WHAT THE TASK REQUIRES ->
Copy out, from the data below, each line in which the word "bytes" occurs.

EXTRACTED MATERIAL ->
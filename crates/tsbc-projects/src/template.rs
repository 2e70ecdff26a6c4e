//! Template materialization
//!
//! Templates are whole repositories. They are either downloaded as a GitHub
//! tarball or copied from a local directory holding one folder per template.

use std::fs;
use std::io::Read;
use std::path::{Component, Path, PathBuf};

use camino::{Utf8Path, Utf8PathBuf};
use flate2::read::GzDecoder;
use tar::Archive;
use tracing::{debug, info, warn};
use tsbc_core::TemplatesConfig;
use walkdir::WalkDir;

use crate::error::{Error, Result};

/// Directories never copied from a local template
const SKIPPED_DIRS: &[&str] = &[".git", "node_modules"];

/// Where a template comes from
#[derive(Debug, Clone, PartialEq, Eq)]
pub enum TemplateSource {
    /// Gzipped tarball with a single top-level directory
    Archive { url: String },
    /// Directory copied as-is
    Local { dir: Utf8PathBuf },
}

impl TemplateSource {
    /// Pick the source for `template`; a configured local directory wins
    pub fn for_template(templates: &TemplatesConfig, template: &str) -> Self {
        match &templates.local_dir {
            Some(dir) => Self::Local {
                dir: dir.join(template),
            },
            None => Self::Archive {
                url: templates.archive_url_for(template),
            },
        }
    }
}

/// Download a template tarball and unpack it into `dest`
pub async fn download_archive(
    client: &reqwest::Client,
    url: &str,
    template: &str,
    dest: &Utf8Path,
) -> Result<usize> {
    info!("Downloading template {} from {}", template, url);

    let response = client.get(url).send().await?;
    let status = response.status();
    if status == reqwest::StatusCode::NOT_FOUND {
        return Err(Error::template_not_found(template));
    }
    if !status.is_success() {
        return Err(Error::download(format!("{} returned {}", url, status)));
    }

    let bytes = response.bytes().await?;
    debug!("Downloaded {} bytes", bytes.len());

    let count = extract_archive(&bytes[..], dest)?;
    if count == 0 {
        return Err(Error::template_not_found(template));
    }
    Ok(count)
}

/// Unpack a gzipped tarball into `dest`, dropping the top-level directory
///
/// Returns the number of files written. Only directories and regular files
/// are materialized: entries that would escape `dest` are skipped, and so
/// are symlinks and hard links, which could redirect later writes outside it.
pub fn extract_archive<R: Read>(reader: R, dest: &Utf8Path) -> Result<usize> {
    let mut archive = Archive::new(GzDecoder::new(reader));
    fs::create_dir_all(dest)?;

    let mut files = 0;
    let entries = archive
        .entries()
        .map_err(|e| Error::archive(e.to_string()))?;
    for entry in entries {
        let mut entry = entry.map_err(|e| Error::archive(e.to_string()))?;
        let path = entry
            .path()
            .map_err(|e| Error::archive(e.to_string()))?
            .into_owned();

        let Some(relative) = strip_top_level(&path) else {
            continue;
        };

        let target = dest.as_std_path().join(&relative);
        let kind = entry.header().entry_type();
        if kind.is_dir() {
            fs::create_dir_all(&target)?;
        } else if kind.is_file() {
            if let Some(parent) = target.parent() {
                fs::create_dir_all(parent)?;
            }
            entry
                .unpack(&target)
                .map_err(|e| Error::archive(format!("{}: {}", relative.display(), e)))?;
            files += 1;
        } else if kind.is_symlink() || kind.is_hard_link() {
            warn!("Skipping link in template archive: {}", path.display());
        } else {
            debug!("Skipping archive entry {:?} ({:?})", path, kind);
        }
    }

    info!("Extracted {} files into {}", files, dest);
    Ok(files)
}

/// `repo-HEAD/src/main.ts` -> `src/main.ts`; `None` for the top directory,
/// single-component entries and anything that is not a plain relative path
fn strip_top_level(path: &Path) -> Option<PathBuf> {
    let mut components = path.components();
    components.next()?;

    let mut relative = PathBuf::new();
    for component in components {
        match component {
            Component::Normal(part) => relative.push(part),
            Component::CurDir => {}
            _ => {
                warn!("Skipping unsafe archive path: {}", path.display());
                return None;
            }
        }
    }

    if relative.as_os_str().is_empty() {
        None
    } else {
        Some(relative)
    }
}

/// Copy a local template directory into `dest`
///
/// `.git` and `node_modules` are skipped. Returns the number of files copied.
pub fn copy_local(src: &Utf8Path, template: &str, dest: &Utf8Path) -> Result<usize> {
    if !src.is_dir() {
        return Err(Error::template_not_found(format!("{} ({})", template, src)));
    }
    info!("Copying template {} from {}", template, src);

    fs::create_dir_all(dest)?;
    let walker = WalkDir::new(src)
        .min_depth(1)
        .into_iter()
        .filter_entry(|e| {
            !(e.file_type().is_dir()
                && e.file_name()
                    .to_str()
                    .is_some_and(|name| SKIPPED_DIRS.contains(&name)))
        });

    let mut files = 0;
    for entry in walker {
        let entry = entry.map_err(|e| Error::Io(e.into()))?;
        let relative = entry
            .path()
            .strip_prefix(src.as_std_path())
            .map_err(|e| Error::archive(e.to_string()))?;
        let target = dest.as_std_path().join(relative);

        if entry.file_type().is_dir() {
            fs::create_dir_all(&target)?;
        } else {
            if let Some(parent) = target.parent() {
                fs::create_dir_all(parent)?;
            }
            fs::copy(entry.path(), &target)?;
            files += 1;
        }
    }

    debug!("Copied {} files into {}", files, dest);
    Ok(files)
}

TASK OUTPUT ->
    let bytes = response.bytes().await?;
    debug!("Downloaded {} bytes", bytes.len());
    let count = extract_archive(&bytes[..], dest)?;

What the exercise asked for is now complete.